The screening and consenting phase is a critical time because it’s the beginning of the journey with a patient. It’s critical to securing informed consent which formally includes the patient in the study.  The journey is critical to ensuring the patient follows the study protocol, that the patient stays in the trial and that the patient might consider a future trial.  Studies rely on patients, and the experience that patients have matter.  To be patient-centric, you need to know going into this journey what that patient really cares about. You need to understand their preferences, value the time they give and make it as seamless as possible for them to participate. Technology that’s focused on providing an elevated patient experience can help improve enrollment and reduce the chances that patients will drop out of studies.

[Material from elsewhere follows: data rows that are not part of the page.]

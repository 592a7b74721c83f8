#![deny(clippy::unwrap_used, clippy::expect_used)]

//! Domain logic for the quarry client: segmentation of answer text into a
//! typed document, the conversation session state machine, and the catalog of
//! quick prompts. Everything here is UI-free and transport-free.

pub mod document;
pub mod quick_prompts;
pub mod session;

pub use document::Block;
pub use document::Document;
pub use document::Section;
pub use quick_prompts::QuickPrompt;
pub use session::ConversationMessage;
pub use session::ConversationSession;
pub use session::MessageContent;
pub use session::PendingSubmission;
pub use session::ResolveOutcome;
pub use session::SessionPhase;
pub use session::SubmitRejected;
#![deny(clippy::unwrap_used, clippy::expect_used)]

//! Interactive terminal UI for the quarry analyze service.
//!
//! One screen: the conversation transcript (or the starter cards while it is
//! empty), a single-line question box, and a two-line footer with key hints,
//! an activity spinner and a status/error row. All network work happens on
//! background tasks that report back through an app event channel, so the UI
//! loop never blocks.

mod app;
mod cli;
mod composer;
mod markdown;
mod typing;
mod ui;

use std::sync::Arc;
use std::time::Duration;

use quarry_analyze_client::AnalyzeBackend;
use quarry_analyze_client::HttpClient;
use quarry_analyze_client::MockClient;
use quarry_core::PendingSubmission;
use quarry_core::ResolveOutcome;
use tracing::debug;
use tracing::error;
use tracing::info;

pub use cli::Cli;

use crate::app::App;
use crate::app::AppEvent;
use crate::app::AppEventTx;

pub async fn run_main(cli: Cli) -> anyhow::Result<()> {
    let log_guard = init_logging();

    // Default to online unless explicitly configured to use mock.
    let use_mock = cli.mock
        || matches!(
            std::env::var("QUARRY_MODE").ok().as_deref(),
            Some("mock") | Some("MOCK")
        );
    let backend: Arc<dyn AnalyzeBackend> = if use_mock {
        info!("answering from the canned mock backend");
        Arc::new(MockClient::default())
    } else {
        info!("analyze service at {}", cli.base_url);
        Arc::new(HttpClient::new(cli.base_url)?)
    };

    // Terminal setup
    use crossterm::ExecutableCommand;
    use crossterm::terminal::EnterAlternateScreen;
    use crossterm::terminal::LeaveAlternateScreen;
    use crossterm::terminal::disable_raw_mode;
    use crossterm::terminal::enable_raw_mode;
    use ratatui::Terminal;
    use ratatui::backend::CrosstermBackend;
    let mut stdout = std::io::stdout();
    enable_raw_mode()?;
    stdout.execute(EnterAlternateScreen)?;
    let backend_ui = CrosstermBackend::new(stdout);
    let mut terminal = Terminal::new(backend_ui)?;
    terminal.clear()?;

    // Event stream
    use crossterm::event::Event;
    use crossterm::event::EventStream;
    use crossterm::event::KeyCode;
    use crossterm::event::KeyEventKind;
    use crossterm::event::KeyModifiers;
    use tokio_stream::StreamExt;
    let mut events = EventStream::new();

    // Channel for background analyze results and typing timers
    use tokio::sync::mpsc::unbounded_channel;
    let (tx, mut rx) = unbounded_channel::<AppEvent>();

    let mut app = App::new(tx.clone());

    // Event-driven redraws with a tiny coalescing scheduler (snappy UI, no fixed tick).
    let mut needs_redraw = true;
    use std::time::Instant;
    use tokio::time::Instant as TokioInstant;
    use tokio::time::sleep_until;
    let (frame_tx, mut frame_rx) = tokio::sync::mpsc::unbounded_channel::<Instant>();
    let (redraw_tx, mut redraw_rx) = tokio::sync::mpsc::unbounded_channel::<()>();

    // Coalesce frame requests to the earliest deadline; emit a single redraw signal.
    tokio::spawn(async move {
        let mut next_deadline: Option<Instant> = None;
        loop {
            let target =
                next_deadline.unwrap_or_else(|| Instant::now() + Duration::from_secs(24 * 60 * 60));
            let sleeper = sleep_until(TokioInstant::from_std(target));
            tokio::pin!(sleeper);
            tokio::select! {
                recv = frame_rx.recv() => {
                    match recv {
                        Some(at) => {
                            if next_deadline.is_none_or(|cur| at < cur) {
                                next_deadline = Some(at);
                            }
                            continue; // recompute sleep target
                        }
                        None => break,
                    }
                }
                _ = &mut sleeper => {
                    if next_deadline.take().is_some() {
                        let _ = redraw_tx.send(());
                    }
                }
            }
        }
    });
    // Kick an initial draw so the UI appears immediately.
    let _ = frame_tx.send(Instant::now());

    // A question given on the command line goes out before the first frame.
    if let Some(question) = cli.question
        && start_submission(&mut app, &backend, &tx, &question)
    {
        let _ = frame_tx.send(Instant::now() + Duration::from_millis(100));
    }

    // Render helper to centralize immediate redraws after handling events.
    let render_if_needed = |terminal: &mut Terminal<CrosstermBackend<std::io::Stdout>>,
                            app: &mut App,
                            needs_redraw: &mut bool|
     -> anyhow::Result<()> {
        if *needs_redraw {
            terminal.draw(|f| ui::draw(f, app))?;
            *needs_redraw = false;
        }
        Ok(())
    };

    let exit_code = loop {
        tokio::select! {
            // Coalesced redraw requests drive the spinner animation.
            Some(()) = redraw_rx.recv() => {
                if app.spinner_active() {
                    app.throbber.calc_next();
                    needs_redraw = true;
                    let _ = frame_tx.send(Instant::now() + Duration::from_millis(100));
                }
                render_if_needed(&mut terminal, &mut app, &mut needs_redraw)?;
            }
            maybe_app_event = rx.recv() => {
                if let Some(ev) = maybe_app_event {
                    match ev {
                        AppEvent::AnalyzeFinished { pending, result } => {
                            match app.session.resolve(pending, result) {
                                ResolveOutcome::Appended => {
                                    app.composer.clear();
                                    app.follow = true;
                                    app.status = "Ready".to_string();
                                }
                                ResolveOutcome::Failed => {
                                    // The session keeps the error; the footer shows it.
                                    app.status.clear();
                                }
                            }
                            needs_redraw = true;
                            let _ = frame_tx.send(Instant::now());
                        }
                        AppEvent::TypingTimerFired { epoch } => {
                            if app.typing.on_timer_fired(epoch) {
                                needs_redraw = true;
                                let _ = frame_tx.send(Instant::now());
                            }
                        }
                    }
                }
                render_if_needed(&mut terminal, &mut app, &mut needs_redraw)?;
            }
            maybe_event = events.next() => {
                match maybe_event {
                    Some(Ok(Event::Key(key))) if matches!(key.kind, KeyEventKind::Press | KeyEventKind::Repeat) => {
                        if key.modifiers.contains(KeyModifiers::CONTROL)
                            && matches!(key.code, KeyCode::Char('c') | KeyCode::Char('C'))
                        {
                            break 0;
                        }
                        if app.session.is_submitting() {
                            // Only scrolling stays live while a question is in flight.
                            match key.code {
                                KeyCode::Up => app.scroll_up(1),
                                KeyCode::Down => app.scroll_down(1),
                                KeyCode::PageUp => app.scroll_up(10),
                                KeyCode::PageDown => app.scroll_down(10),
                                _ => {}
                            }
                            needs_redraw = true;
                        } else {
                            match key.code {
                                KeyCode::Enter => {
                                    let started = if app.card_selection_active() {
                                        start_quick_submission(&mut app, &backend, &tx)
                                    } else {
                                        let draft = app.composer.text().to_string();
                                        start_submission(&mut app, &backend, &tx, &draft)
                                    };
                                    if started {
                                        // Animate the spinner while the answer is prepared.
                                        let _ = frame_tx.send(Instant::now() + Duration::from_millis(100));
                                    }
                                }
                                KeyCode::Left if app.card_selection_active() => app.select_prev_card(),
                                KeyCode::Right if app.card_selection_active() => app.select_next_card(),
                                KeyCode::Up => app.scroll_up(1),
                                KeyCode::Down => app.scroll_down(1),
                                KeyCode::PageUp => app.scroll_up(10),
                                KeyCode::PageDown => app.scroll_down(10),
                                KeyCode::Esc => {
                                    if app.composer.is_empty() {
                                        break 0;
                                    }
                                    app.composer.clear();
                                }
                                _ => {
                                    if app.composer.handle_key(key) {
                                        app.typing.on_keystroke();
                                        let _ = frame_tx.send(Instant::now() + Duration::from_millis(100));
                                    }
                                }
                            }
                            needs_redraw = true;
                        }
                        // Render after handling a key event (when not quitting).
                        render_if_needed(&mut terminal, &mut app, &mut needs_redraw)?;
                    }
                    Some(Ok(Event::Resize(_, _))) => {
                        needs_redraw = true;
                        render_if_needed(&mut terminal, &mut app, &mut needs_redraw)?;
                    }
                    Some(Err(e)) => {
                        error!("terminal event stream failed: {e}");
                        break 1;
                    }
                    None => break 0,
                    _ => {}
                }
                render_if_needed(&mut terminal, &mut app, &mut needs_redraw)?;
            }
        }
    };

    // Restore terminal
    disable_raw_mode().ok();
    terminal.show_cursor().ok();
    let _ = crossterm::execute!(std::io::stdout(), LeaveAlternateScreen);

    if exit_code != 0 {
        // Flush the file logger before bailing out.
        drop(log_guard);
        std::process::exit(exit_code);
    }
    Ok(())
}

/// Starts an analyze round trip for `question`. Returns false when the
/// session rejected the submission (blank question, or one already in
/// flight).
fn start_submission(
    app: &mut App,
    backend: &Arc<dyn AnalyzeBackend>,
    tx: &AppEventTx,
    question: &str,
) -> bool {
    match app.session.begin(question) {
        Ok(pending) => {
            spawn_analyze(backend, tx, pending);
            app.typing.stop();
            app.status = "Analyzing…".to_string();
            true
        }
        Err(rejected) => {
            debug!("submission rejected: {rejected}");
            false
        }
    }
}

fn start_quick_submission(
    app: &mut App,
    backend: &Arc<dyn AnalyzeBackend>,
    tx: &AppEventTx,
) -> bool {
    let prompt = app.selected_prompt();
    match app.session.begin_quick(prompt) {
        Ok(pending) => {
            spawn_analyze(backend, tx, pending);
            app.typing.stop();
            app.status = "Analyzing…".to_string();
            true
        }
        Err(rejected) => {
            debug!("quick submission rejected: {rejected}");
            false
        }
    }
}

fn spawn_analyze(backend: &Arc<dyn AnalyzeBackend>, tx: &AppEventTx, pending: PendingSubmission) {
    let backend = backend.clone();
    let tx = tx.clone();
    tokio::spawn(async move {
        let result = backend.analyze(pending.question()).await;
        let _ = tx.send(AppEvent::AnalyzeFinished { pending, result });
    });
}

/// Diagnostics go to a file under the user state dir; the terminal itself
/// belongs to the UI. Returns the guard keeping the background writer alive.
fn init_logging() -> Option<tracing_appender::non_blocking::WorkerGuard> {
    use std::io::IsTerminal;

    use tracing_subscriber::EnvFilter;

    const DEFAULT_LOG_LEVEL: &str = "error";
    let make_filter = || {
        EnvFilter::try_from_default_env()
            .or_else(|_| EnvFilter::try_new(DEFAULT_LOG_LEVEL))
            .unwrap_or_else(|_| EnvFilter::new(DEFAULT_LOG_LEVEL))
    };

    let log_dir = dirs::state_dir()
        .or_else(dirs::data_local_dir)
        .map(|base| base.join("quarry").join("log"));
    if let Some(dir) = log_dir
        && std::fs::create_dir_all(&dir).is_ok()
    {
        let appender = tracing_appender::rolling::never(dir, "quarry-tui.log");
        let (writer, guard) = tracing_appender::non_blocking(appender);
        let _ = tracing_subscriber::fmt()
            .with_env_filter(make_filter())
            .with_ansi(false)
            .with_writer(writer)
            .try_init();
        return Some(guard);
    }

    // No usable state dir: stderr is better than dropping errors outright.
    let _ = tracing_subscriber::fmt()
        .with_env_filter(make_filter())
        .with_ansi(std::io::stderr().is_terminal())
        .with_writer(std::io::stderr)
        .try_init();
    None
}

How eConsent minimizes burdens

With COVID-19, eConsent functionality went from being an optional add-on to a feature that contract research organizations (CROs) and sponsors considered essential. Preferably, the feature is fully integrated with a clinical data management system or electronic data capture system because the last thing people want to do as they’re adapting a trial for pandemic conditions is learn a new program. Also, with COVID trials, there was a greater need for re-consent because trial protocols were changing rapidly. So, systems that didn’t require additional complicated training and integration, or a wet signature, became the norm out of necessity.

Adding eConsent to a CRO or sponsor’s existing clinical trial infrastructure could be a paradigm shift, depending on how a company is organized. For instance, data managers may not be accustomed to setting up any type of eConsent collection and tracking. So having a module that can be added to an existing platform, like the eConsent module in IBM Clinical Development, can minimize the work associated with learning and rolling out a new application.

Once the data manager or a colleague in clinical operations, study start-up or regulatory has an approved consent form, they can use the module to deploy the form digitally via eConsent by copying and pasting the approved content into the tool. A special area can then be added for signature block content for the study participant, a legally authorized representative and the site personnel. The process works like this:

  1. The CRO receives the approved content from the site institutional review board, the site itself or the sponsor.
  2. The CRO digitizes the content and assigns it to the appropriate site.
  3. Participants consent electronically using the content provided. Study participants receive a hyperlink to access the system and begin their onboarding, which includes adding any electronic signatures to their consent packets.

If a protocol changes and the ICF content needs to be amended, the CRO can push through a packet amendment using the same, simple process. The system tracks the update as an amendment, and once it’s approved and activated, it replaces the prior version at all assigned trial sites. Site personnel then obtain re-consent for any applicable subjects by sending them the new packet. This process helps coordinators and researchers focus by getting them involved only if patients have questions rather than requiring them to repeat the same consent tasks repeatedly.

Increase efficiencies and reduce redundancies

Last year forced us to reevaluate how and where we teach, learn, and work. We’ve become more accepting about performing tasks remotely, and often we just expect the technology to exist that will empower these lifestyle changes. For clinical trials, this transformation has been significant. Yet, there’s still room for improvement. At IBM Watson Health, we’re trying to understand the unmet needs of everyone involved in clinical trials. That’s why we’re continuously innovating our platform. If all stakeholders are using the same platform for consent, patient- or caregiver-reported outcomes and data capture, we can help significantly increase efficiencies, reduce redundancies, and accelerate timelines.

Our goal is to reduce burdens on trial participants as well, so they don’t have to visit the site in person as often. By digitizing consent information, we’re not going to eliminate patient dropout, but we can improve the chances that people will be more willing to participate by making it easier.